Each model configuration has different attributes; for instance, all NLP models have the hidden_size, num_attention_heads, num_hidden_layers and vocab_size attributes in common. These attributes specify the number of attention heads or hidden layers to construct a model with.

These are the default DistilBert configuration:

In [79]:
from transformers import BertConfig

In [80]:
config = BertConfig()
print(config)

BertConfig {
  "attention_probs_dropout_prob": 0.1,
  "classifier_dropout": null,
  "hidden_act": "gelu",
  "hidden_dropout_prob": 0.1,
  "hidden_size": 768,
  "initializer_range": 0.02,
  "intermediate_size": 3072,
  "layer_norm_eps": 1e-12,
  "max_position_embeddings": 512,
  "model_type": "bert",
  "num_attention_heads": 12,
  "num_hidden_layers": 12,
  "pad_token_id": 0,
  "position_embedding_type": "absolute",
  "transformers_version": "4.31.0",
  "type_vocab_size": 2,
  "use_cache": true,
  "vocab_size": 30522
}



The code below changes the activation method and the dropout rate:

In [81]:
my_config = BertConfig(activation="relu", attention_dropout=0.4)
print(my_config)

BertConfig {
  "activation": "relu",
  "attention_dropout": 0.4,
  "attention_probs_dropout_prob": 0.1,
  "classifier_dropout": null,
  "hidden_act": "gelu",
  "hidden_dropout_prob": 0.1,
  "hidden_size": 768,
  "initializer_range": 0.02,
  "intermediate_size": 3072,
  "layer_norm_eps": 1e-12,
  "max_position_embeddings": 512,
  "model_type": "bert",
  "num_attention_heads": 12,
  "num_hidden_layers": 12,
  "pad_token_id": 0,
  "position_embedding_type": "absolute",
  "transformers_version": "4.31.0",
  "type_vocab_size": 2,
  "use_cache": true,
  "vocab_size": 30522
}



Once the model is configured, it can be saved:

In [82]:
my_config.save_pretrained(save_directory="./Bert-HuggingFace")

# Model Creation

The model defines what each layer is doing and what operations are happening.
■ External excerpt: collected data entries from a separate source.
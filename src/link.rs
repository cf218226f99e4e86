/// Chat link parsing for Chat Pinner
///
/// The host page addresses every conversation as `…/c/<chat-id>`; the id is
/// whatever follows the last `/c/` marker, with any query string or fragment
/// stripped.

/// Extract the chat id from a chat link href
///
/// Examples:
/// - https://chat.example.com/c/abc123 → abc123
/// - /c/abc123?model=default → abc123
/// - /settings → None
pub fn chat_id_from_href(href: &str) -> Option<String> {
    let (_, rest) = href.trim().rsplit_once("/c/")?;

    let id = rest
        .split(['?', '#'])
        .next()
        .unwrap_or("")
        .trim_end_matches('/');

    if id.is_empty() {
        None
    } else {
        Some(id.to_string())
    }
}

/// Normalize a display name captured from the page: trimmed, empty rejected
pub fn display_name(raw: &str) -> Option<String> {
    let name = raw.trim();

    if name.is_empty() {
        None
    } else {
        Some(name.to_string())
    }
}

#[cfg(test)]
mod tests {
    use super::*;

    #[test]
    fn test_chat_id_from_absolute_href() {
        assert_eq!(
            chat_id_from_href("https://chat.example.com/c/abc123"),
            Some("abc123".to_string())
        );
    }

    #[test]
    fn test_chat_id_from_relative_href() {
        assert_eq!(chat_id_from_href("/c/abc123"), Some("abc123".to_string()));
    }

    #[test]
    fn test_chat_id_strips_query_and_fragment() {
        assert_eq!(
            chat_id_from_href("/c/abc123?model=default"),
            Some("abc123".to_string())
        );
        assert_eq!(
            chat_id_from_href("/c/abc123#section"),
            Some("abc123".to_string())
        );
    }

    #[test]
    fn test_chat_id_strips_trailing_slash() {
        assert_eq!(chat_id_from_href("/c/abc123/"), Some("abc123".to_string()));
    }

    #[test]
    fn test_chat_id_uses_last_marker() {
        assert_eq!(
            chat_id_from_href("/c/ignored/c/abc123"),
            Some("abc123".to_string())
        );
    }

    #[test]
    fn test_chat_id_missing_marker() {
        assert_eq!(chat_id_from_href("/settings"), None);
        assert_eq!(chat_id_from_href(""), None);
    }

    #[test]
    fn test_chat_id_empty_segment() {
        assert_eq!(chat_id_from_href("/c/"), None);
        assert_eq!(chat_id_from_href("/c/?model=default"), None);
    }

    #[test]
    fn test_display_name_trims() {
        assert_eq!(
            display_name("  Trip Planning \n"),
            Some("Trip Planning".to_string())
        );
    }

    #[test]
    fn test_display_name_rejects_blank() {
        assert_eq!(display_name(""), None);
        assert_eq!(display_name("   "), None);
    }
}
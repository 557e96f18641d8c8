//! Progress-callback trait for per-guide and per-section events.
//!
//! Inject an [`Arc<dyn BindProgressCallback>`] via
//! [`crate::config::BinderConfigBuilder::progress_callback`] to receive events
//! as the catalog is processed.
//!
//! Callbacks let the host decide how progress is shown (terminal bar, log
//! lines, a database row) without the library knowing about it. Guides run
//! concurrently, so implementations must be `Send + Sync`.
//!
//! # Example
//!
//! ```rust
//! use guide2pdf::{BindProgressCallback, BinderConfig};
//! use std::sync::{Arc, atomic::{AtomicUsize, Ordering}};
//!
//! struct CountingCallback {
//!     sections: AtomicUsize,
//! }
//!
//! impl BindProgressCallback for CountingCallback {
//!     fn on_section_complete(&self, guide: &str, index: usize, total: usize, bytes: u64) {
//!         self.sections.fetch_add(1, Ordering::SeqCst);
//!         eprintln!("{guide}: {index}/{total} ({bytes} bytes)");
//!     }
//! }
//!
//! let counter = Arc::new(CountingCallback { sections: AtomicUsize::new(0) });
//!
//! let config = BinderConfig::builder()
//!     .progress_callback(counter as Arc<dyn BindProgressCallback>)
//!     .build()
//!     .unwrap();
//! ```

use crate::output::GuideOutcome;
use std::sync::Arc;

/// Called by the pipeline as it works through the catalog.
///
/// All methods have default no-op implementations so callers only override
/// what they care about.
///
/// # Thread safety
///
/// Guide-level and section-level events from different guides may arrive
/// concurrently. Events for one guide always arrive in order.
pub trait BindProgressCallback: Send + Sync {
    /// Called once after the catalog page has been read.
    fn on_catalog_start(&self, total_guides: usize) {
        let _ = total_guides;
    }

    /// Called when a guide's table of contents is known.
    fn on_guide_start(&self, guide: &str, total_sections: usize) {
        let _ = (guide, total_sections);
    }

    /// Called when a section snapshot is on disk (rendered or already present).
    fn on_section_complete(&self, guide: &str, index: usize, total: usize, bytes: u64) {
        let _ = (guide, index, total, bytes);
    }

    /// Called when a section is left out of the guide.
    fn on_section_error(&self, guide: &str, index: usize, total: usize, error: &str) {
        let _ = (guide, index, total, error);
    }

    /// Called once per guide with its final outcome.
    fn on_guide_complete(&self, guide: &str, outcome: &GuideOutcome) {
        let _ = (guide, outcome);
    }

    /// Called once after every guide has been attempted.
    fn on_catalog_complete(&self, total_guides: usize, built: usize) {
        let _ = (total_guides, built);
    }
}

/// A no-op implementation for callers that don't need progress events.
pub struct NoopProgressCallback;

impl BindProgressCallback for NoopProgressCallback {}

/// Convenience alias matching the type stored in [`crate::config::BinderConfig`].
pub type ProgressCallback = Arc<dyn BindProgressCallback>;

#[cfg(test)]
mod tests {
    use super::*;
    use std::sync::atomic::{AtomicUsize, Ordering};
    use std::sync::Mutex;

    #[derive(Default)]
    struct TrackingCallback {
        sections: AtomicUsize,
        errors: AtomicUsize,
        outcomes: Mutex<Vec<String>>,
    }

    impl BindProgressCallback for TrackingCallback {
        fn on_section_complete(&self, _guide: &str, _index: usize, _total: usize, _bytes: u64) {
            self.sections.fetch_add(1, Ordering::SeqCst);
        }

        fn on_section_error(&self, _guide: &str, _index: usize, _total: usize, _error: &str) {
            self.errors.fetch_add(1, Ordering::SeqCst);
        }

        fn on_guide_complete(&self, guide: &str, outcome: &GuideOutcome) {
            self.outcomes
                .lock()
                .unwrap()
                .push(format!("{guide}:{}", outcome.label()));
        }
    }

    #[test]
    fn noop_callback_does_not_panic() {
        let cb = NoopProgressCallback;
        cb.on_catalog_start(2);
        cb.on_guide_start("Alpha", 3);
        cb.on_section_complete("Alpha", 1, 3, 42);
        cb.on_section_error("Alpha", 2, 3, "boom");
        cb.on_guide_complete("Alpha", &GuideOutcome::NoSections);
        cb.on_catalog_complete(2, 1);
    }

    #[test]
    fn tracking_callback_receives_events() {
        let tracker = TrackingCallback::default();
        tracker.on_section_complete("Alpha", 1, 2, 100);
        tracker.on_section_error("Alpha", 2, 2, "navigation failed");
        tracker.on_guide_complete("Alpha", &GuideOutcome::NavigationFailed);

        assert_eq!(tracker.sections.load(Ordering::SeqCst), 1);
        assert_eq!(tracker.errors.load(Ordering::SeqCst), 1);
        assert_eq!(
            tracker.outcomes.lock().unwrap().as_slice(),
            ["Alpha:navigation-failed"]
        );
    }
}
Attributes like num_hidden_layers from the configuration are used to define the architecture. Every model shares the base class PreTrainedModel and a few common methods like resizing input embeddings and pruning self-attention heads. 

Load your custom configuration attributes into the model.  For sentiment analysis, the Sequence Classification variation is needed:

In [83]:
from transformers import BertForSequenceClassification

model = BertForSequenceClassification(my_config)

This creates a model with random values instead of pretrained weights. You won’t be able to use this model for anything useful yet until you train it. Training is a costly and time-consuming process. It is generally better to use a pretrained model to obtain better results faster, while using only a fraction of the resources required for training.

At this point, you have a base BERT model which outputs the hidden states. The hidden states are passed as inputs to a model head to produce the final output. 🤗 Transformers provides a different model head for each task as long as a model supports the task (i.e., you can’t use DistilBERT for a sequence-to-sequence task like translation).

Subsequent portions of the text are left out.